Implementation:Datajuicer Data juicer RemoveBibliographyMapper
| Knowledge Sources | |
|---|---|
| Domains | Data_Processing, Mapping |
| Last Updated | 2026-02-14 16:00 GMT |
Overview
Concrete tool for removing bibliography sections from LaTeX documents provided by Data-Juicer.
Description
RemoveBibliographyMapper is a mapper operator that identifies and removes bibliography and reference sections from LaTeX documents. It uses a regular expression to match common LaTeX bibliography commands such as \appendix, \begin{references}, \begin{thebibliography}, and \bibliography, then removes everything from the matched command to the end of the document using re.DOTALL mode.

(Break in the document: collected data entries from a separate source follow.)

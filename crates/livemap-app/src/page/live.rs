use std::thread;

use anyhow::{Context, Result};
use crossbeam_channel::{bounded, Receiver, TryRecvError};

use crate::media::decoder::{decode_all, open_track};
use crate::media::fetch::fetch_bytes;
use crate::media::{DecodedFrame, TrackFormat};

/// Load progress of the live image.
#[derive(Debug, Clone, Copy, PartialEq, Eq)]
pub enum LoadState {
    Loading,
    Complete,
    Failed,
}

/// The map image as the page shows it on its own: loads in the background
/// and then plays its animation on a loop.
pub struct LiveImage {
    source: Option<String>,
    state: LoadState,
    loader: Option<Receiver<Result<Vec<DecodedFrame>>>>,
    frames: Vec<DecodedFrame>,
    current_frame: usize,
    frame_elapsed_ms: f64,
}

impl LiveImage {
    /// Start loading `source` on a helper thread.
    pub fn load(source: Option<String>) -> Self {
        let mut image = Self {
            source: source.clone(),
            state: LoadState::Loading,
            loader: None,
            frames: Vec::new(),
            current_frame: 0,
            frame_elapsed_ms: 0.0,
        };

        let Some(source) = source else {
            log::warn!("No map source configured");
            image.state = LoadState::Failed;
            return image;
        };

        let (tx, rx) = bounded(1);
        let spawned = thread::Builder::new()
            .name("livemap-live-image".into())
            .spawn(move || {
                let _ = tx.send(load_frames(&source));
            });
        match spawned {
            Ok(_) => image.loader = Some(rx),
            Err(e) => {
                log::error!("Failed to spawn live image loader: {e}");
                image.state = LoadState::Failed;
            }
        }
        image
    }

    /// An already loaded image.
    pub fn from_frames(frames: Vec<DecodedFrame>) -> Self {
        let state = if frames.is_empty() {
            LoadState::Failed
        } else {
            LoadState::Complete
        };
        Self {
            source: None,
            state,
            loader: None,
            frames,
            current_frame: 0,
            frame_elapsed_ms: 0.0,
        }
    }

    /// Pick up the loader result. Returns true on the call that completes loading.
    pub fn poll(&mut self) -> bool {
        let Some(rx) = &self.loader else {
            return false;
        };
        let result = match rx.try_recv() {
            Ok(result) => result,
            Err(TryRecvError::Empty) => return false,
            Err(TryRecvError::Disconnected) => Err(anyhow::anyhow!("loader thread exited")),
        };
        self.loader = None;

        match result {
            Ok(frames) if !frames.is_empty() => {
                let first = &frames[0];
                log::info!(
                    "Live image loaded: {}x{}, {} frame{}",
                    first.width,
                    first.height,
                    frames.len(),
                    if frames.len() == 1 { "" } else { "s" }
                );
                self.frames = frames;
                self.state = LoadState::Complete;
                true
            }
            Ok(_) => {
                log::warn!("Live image has no frames");
                self.state = LoadState::Failed;
                false
            }
            Err(e) => {
                log::warn!("Live image failed to load: {e:#}");
                self.state = LoadState::Failed;
                false
            }
        }
    }

    /// Advance playback by `dt_secs`, looping at the end.
    pub fn advance(&mut self, dt_secs: f32) {
        let num_frames = self.frames.len();
        if num_frames <= 1 {
            return;
        }

        self.frame_elapsed_ms += f64::from(dt_secs) * 1000.0;
        loop {
            let current_delay = f64::from(self.frames[self.current_frame].delay_ms.max(1));
            if self.frame_elapsed_ms < current_delay {
                break;
            }
            self.frame_elapsed_ms -= current_delay;
            self.current_frame = (self.current_frame + 1) % num_frames;
        }
    }

    pub fn state(&self) -> LoadState {
        self.state
    }

    pub fn is_complete(&self) -> bool {
        self.state == LoadState::Complete
    }

    pub fn source(&self) -> Option<&str> {
        self.source.as_deref()
    }

    pub fn frame_index(&self) -> usize {
        self.current_frame
    }

    /// Pixels currently on screen. `None` until complete.
    pub fn current_frame(&self) -> Option<&DecodedFrame> {
        if !self.is_complete() {
            return None;
        }
        self.frames.get(self.current_frame).filter(|f| !f.is_empty())
    }

    pub fn natural_size(&self) -> Option<(u32, u32)> {
        self.current_frame().map(|f| (f.width, f.height))
    }
}

/// Fetch and fully decode a source. Still formats load as a single frame.
fn load_frames(source: &str) -> Result<Vec<DecodedFrame>> {
    let bytes = fetch_bytes(source).with_context(|| format!("fetching {source}"))?;

    if TrackFormat::sniff(&bytes).is_some() {
        let mut track = open_track(bytes)?;
        return Ok(decode_all(track.as_mut())?);
    }

    let image = image::load_from_memory(&bytes)
        .context("unrecognized image format")?
        .to_rgba8();
    Ok(vec![DecodedFrame {
        width: image.width(),
        height: image.height(),
        data: image.into_raw(),
        delay_ms: 0,
    }])
}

Operates in batched mode for efficiency.
Usage
Use when cleaning academic or scientific LaTeX documents to ensure bibliography sections do not pollute training data with citation noise.
Code Reference
Source Location
- Repository: Datajuicer_Data_juicer
- File: data_juicer/ops/mapper/remove_bibliography_mapper.py
Signature
@OPERATORS.register_module("remove_bibliography_mapper")
class RemoveBibliographyMapper(Mapper):
def __init__(self, *args, **kwargs):
Import
from data_juicer.ops.mapper.remove_bibliography_mapper import RemoveBibliographyMapper
I/O Contract
Inputs
| Name | Type | Required | Description |
|---|---|---|---|
| text | str | Yes | LaTeX document text containing bibliography sections |
Outputs
| Name | Type | Description |
|---|---|---|
| samples | Dict | Transformed samples with bibliography sections removed |
Usage Examples
process:
- remove_bibliography_mapper: